• **Records supplied**:
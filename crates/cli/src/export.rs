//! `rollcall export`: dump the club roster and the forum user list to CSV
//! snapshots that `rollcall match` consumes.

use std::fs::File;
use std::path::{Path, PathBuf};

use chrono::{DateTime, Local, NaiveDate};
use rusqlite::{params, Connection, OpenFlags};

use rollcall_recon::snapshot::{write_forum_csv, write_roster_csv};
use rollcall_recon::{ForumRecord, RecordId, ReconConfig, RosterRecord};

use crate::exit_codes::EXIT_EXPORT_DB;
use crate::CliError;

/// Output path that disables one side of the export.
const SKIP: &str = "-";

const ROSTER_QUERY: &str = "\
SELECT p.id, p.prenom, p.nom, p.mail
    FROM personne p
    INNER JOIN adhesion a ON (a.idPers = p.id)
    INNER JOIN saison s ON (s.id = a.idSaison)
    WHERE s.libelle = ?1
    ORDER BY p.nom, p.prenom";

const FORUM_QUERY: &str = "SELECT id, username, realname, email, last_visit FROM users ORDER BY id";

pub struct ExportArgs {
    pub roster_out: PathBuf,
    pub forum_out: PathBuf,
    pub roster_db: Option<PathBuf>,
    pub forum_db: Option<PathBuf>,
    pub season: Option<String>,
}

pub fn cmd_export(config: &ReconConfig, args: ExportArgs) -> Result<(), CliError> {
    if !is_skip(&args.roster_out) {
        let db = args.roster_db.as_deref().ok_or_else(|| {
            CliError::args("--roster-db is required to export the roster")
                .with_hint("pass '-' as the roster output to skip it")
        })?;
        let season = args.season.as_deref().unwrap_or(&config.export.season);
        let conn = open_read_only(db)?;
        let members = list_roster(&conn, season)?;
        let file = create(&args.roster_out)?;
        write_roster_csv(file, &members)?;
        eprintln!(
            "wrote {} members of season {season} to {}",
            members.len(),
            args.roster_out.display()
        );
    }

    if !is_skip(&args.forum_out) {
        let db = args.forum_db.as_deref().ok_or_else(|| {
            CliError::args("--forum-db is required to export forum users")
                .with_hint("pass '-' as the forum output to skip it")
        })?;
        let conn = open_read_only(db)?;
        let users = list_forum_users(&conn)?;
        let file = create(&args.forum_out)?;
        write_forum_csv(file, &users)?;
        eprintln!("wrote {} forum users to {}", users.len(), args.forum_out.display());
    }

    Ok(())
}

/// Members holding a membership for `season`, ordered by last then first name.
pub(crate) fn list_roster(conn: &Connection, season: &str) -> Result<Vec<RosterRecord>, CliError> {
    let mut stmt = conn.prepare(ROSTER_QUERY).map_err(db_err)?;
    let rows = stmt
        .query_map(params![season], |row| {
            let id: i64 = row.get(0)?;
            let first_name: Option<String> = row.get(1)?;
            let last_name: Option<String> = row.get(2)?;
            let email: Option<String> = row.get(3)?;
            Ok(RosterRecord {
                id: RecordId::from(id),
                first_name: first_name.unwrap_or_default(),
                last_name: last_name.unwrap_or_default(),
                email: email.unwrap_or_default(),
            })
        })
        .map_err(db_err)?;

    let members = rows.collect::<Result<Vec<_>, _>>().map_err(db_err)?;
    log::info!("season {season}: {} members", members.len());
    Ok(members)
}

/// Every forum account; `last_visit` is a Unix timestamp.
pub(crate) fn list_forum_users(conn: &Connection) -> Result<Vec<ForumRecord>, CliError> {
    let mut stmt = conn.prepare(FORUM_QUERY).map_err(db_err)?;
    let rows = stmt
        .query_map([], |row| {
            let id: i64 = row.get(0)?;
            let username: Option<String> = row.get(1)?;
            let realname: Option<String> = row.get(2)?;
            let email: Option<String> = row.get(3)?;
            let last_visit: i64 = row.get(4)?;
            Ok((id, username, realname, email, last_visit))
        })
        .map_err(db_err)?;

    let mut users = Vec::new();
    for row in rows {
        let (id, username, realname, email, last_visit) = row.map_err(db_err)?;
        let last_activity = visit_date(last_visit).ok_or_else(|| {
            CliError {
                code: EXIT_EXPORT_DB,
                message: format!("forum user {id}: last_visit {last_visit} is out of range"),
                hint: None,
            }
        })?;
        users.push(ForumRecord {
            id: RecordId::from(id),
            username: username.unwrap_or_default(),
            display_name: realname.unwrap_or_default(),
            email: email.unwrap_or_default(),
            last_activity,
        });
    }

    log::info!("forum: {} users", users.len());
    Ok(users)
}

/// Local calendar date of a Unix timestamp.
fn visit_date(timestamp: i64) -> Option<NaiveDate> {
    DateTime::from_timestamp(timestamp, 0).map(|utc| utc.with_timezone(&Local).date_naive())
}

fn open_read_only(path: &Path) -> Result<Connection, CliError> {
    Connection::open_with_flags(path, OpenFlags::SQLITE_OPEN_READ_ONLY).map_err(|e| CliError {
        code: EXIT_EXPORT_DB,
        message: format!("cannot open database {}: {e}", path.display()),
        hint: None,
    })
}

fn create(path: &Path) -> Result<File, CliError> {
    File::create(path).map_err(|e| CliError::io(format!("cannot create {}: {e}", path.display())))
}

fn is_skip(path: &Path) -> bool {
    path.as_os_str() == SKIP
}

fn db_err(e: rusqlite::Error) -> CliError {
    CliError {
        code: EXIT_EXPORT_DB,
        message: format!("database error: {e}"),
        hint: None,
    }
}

• **Problem to solve**: Reproduce the data above in full, keeping it exactly the same.

• **Output**:
filename crates/cli/src/export.rs
//! `rollcall export`: dump the club roster and the forum user list to CSV
//! snapshots that `rollcall match` consumes.

use std::fs::File;
use std::path::{Path, PathBuf};

use chrono::{DateTime, Local, NaiveDate};
use rusqlite::{params, Connection, OpenFlags};

use rollcall_recon::snapshot::{write_forum_csv, write_roster_csv};
use rollcall_recon::{ForumRecord, RecordId, ReconConfig, RosterRecord};

use crate::exit_codes::EXIT_EXPORT_DB;
use crate::CliError;

/// Output path that disables one side of the export.
const SKIP: &str = "-";

const ROSTER_QUERY: &str = "\
SELECT p.id, p.prenom, p.nom, p.mail
    FROM personne p
    INNER JOIN adhesion a ON (a.idPers = p.id)
    INNER JOIN saison s ON (s.id = a.idSaison)
    WHERE s.libelle = ?1
    ORDER BY p.nom, p.prenom";

const FORUM_QUERY: &str = "SELECT id, username, realname, email, last_visit FROM users ORDER BY id";

pub struct ExportArgs {
    pub roster_out: PathBuf,
    pub forum_out: PathBuf,
    pub roster_db: Option<PathBuf>,
    pub forum_db: Option<PathBuf>,
    pub season: Option<String>,
}

pub fn cmd_export(config: &ReconConfig, args: ExportArgs) -> Result<(), CliError> {
    if !is_skip(&args.roster_out) {
        let db = args.roster_db.as_deref().ok_or_else(|| {
            CliError::args("--roster-db is required to export the roster")
                .with_hint("pass '-' as the roster output to skip it")
        })?;
        let season = args.season.as_deref().unwrap_or(&config.export.season);
        let conn = open_read_only(db)?;
        let members = list_roster(&conn, season)?;
        let file = create(&args.roster_out)?;
        write_roster_csv(file, &members)?;
        eprintln!(
            "wrote {} members of season {season} to {}",
            members.len(),
            args.roster_out.display()
        );
    }

    if !is_skip(&args.forum_out) {
        let db = args.forum_db.as_deref().ok_or_else(|| {
            CliError::args("--forum-db is required to export forum users")
                .with_hint("pass '-' as the forum output to skip it")
        })?;
        let conn = open_read_only(db)?;
        let users = list_forum_users(&conn)?;
        let file = create(&args.forum_out)?;
        write_forum_csv(file, &users)?;
        eprintln!("wrote {} forum users to {}", users.len(), args.forum_out.display());
    }

    Ok(())
}

/// Members holding a membership for `season`, ordered by last then first name.
pub(crate) fn list_roster(conn: &Connection, season: &str) -> Result<Vec<RosterRecord>, CliError> {
    let mut stmt = conn.prepare(ROSTER_QUERY).map_err(db_err)?;
    let rows = stmt
        .query_map(params![season], |row| {
            let id: i64 = row.get(0)?;
            let first_name: Option<String> = row.get(1)?;
            let last_name: Option<String> = row.get(2)?;
            let email: Option<String> = row.get(3)?;
            Ok(RosterRecord {
                id: RecordId::from(id),
                first_name: first_name.unwrap_or_default(),
                last_name: last_name.unwrap_or_default(),
                email: email.unwrap_or_default(),
            })
        })
        .map_err(db_err)?;

    let members = rows.collect::<Result<Vec<_>, _>>().map_err(db_err)?;
    log::info!("season {season}: {} members", members.len());
    Ok(members)
}

/// Every forum account; `last_visit` is a Unix timestamp.
pub(crate) fn list_forum_users(conn: &Connection) -> Result<Vec<ForumRecord>, CliError> {
    let mut stmt = conn.prepare(FORUM_QUERY).map_err(db_err)?;
    let rows = stmt
        .query_map([], |row| {
            let id: i64 = row.get(0)?;
            let username: Option<String> = row.get(1)?;
            let realname: Option<String> = row.get(2)?;
            let email: Option<String> = row.get(3)?;
            let last_visit: i64 = row.get(4)?;
            Ok((id, username, realname, email, last_visit))
        })
        .map_err(db_err)?;

    let mut users = Vec::new();
    for row in rows {
        let (id, username, realname, email, last_visit) = row.map_err(db_err)?;
        let last_activity = visit_date(last_visit).ok_or_else(|| {
            CliError {
                code: EXIT_EXPORT_DB,
                message: format!("forum user {id}: last_visit {last_visit} is out of range"),
                hint: None,
            }
        })?;
        users.push(ForumRecord {
            id: RecordId::from(id),
            username: username.unwrap_or_default(),
            display_name: realname.unwrap_or_default(),
            email: email.unwrap_or_default(),
            last_activity,
        });
    }

    log::info!("forum: {} users", users.len());
    Ok(users)
}

/// Local calendar date of a Unix timestamp.
fn visit_date(timestamp: i64) -> Option<NaiveDate> {
    DateTime::from_timestamp(timestamp, 0).map(|utc| utc.with_timezone(&Local).date_naive())
}

fn open_read_only(path: &Path) -> Result<Connection, CliError> {
    Connection::open_with_flags(path, OpenFlags::SQLITE_OPEN_READ_ONLY).map_err(|e| CliError {
        code: EXIT_EXPORT_DB,
        message: format!("cannot open database {}: {e}", path.display()),
        hint: None,
    })
}

fn create(path: &Path) -> Result<File, CliError> {
    File::create(path).map_err(|e| CliError::io(format!("cannot create {}: {e}", path.display())))
}

fn is_skip(path: &Path) -> bool {
    path.as_os_str() == SKIP
}

fn db_err(e: rusqlite::Error) -> CliError {
    CliError {
        code: EXIT_EXPORT_DB,
        message: format!("database error: {e}"),
        hint: None,
    }
}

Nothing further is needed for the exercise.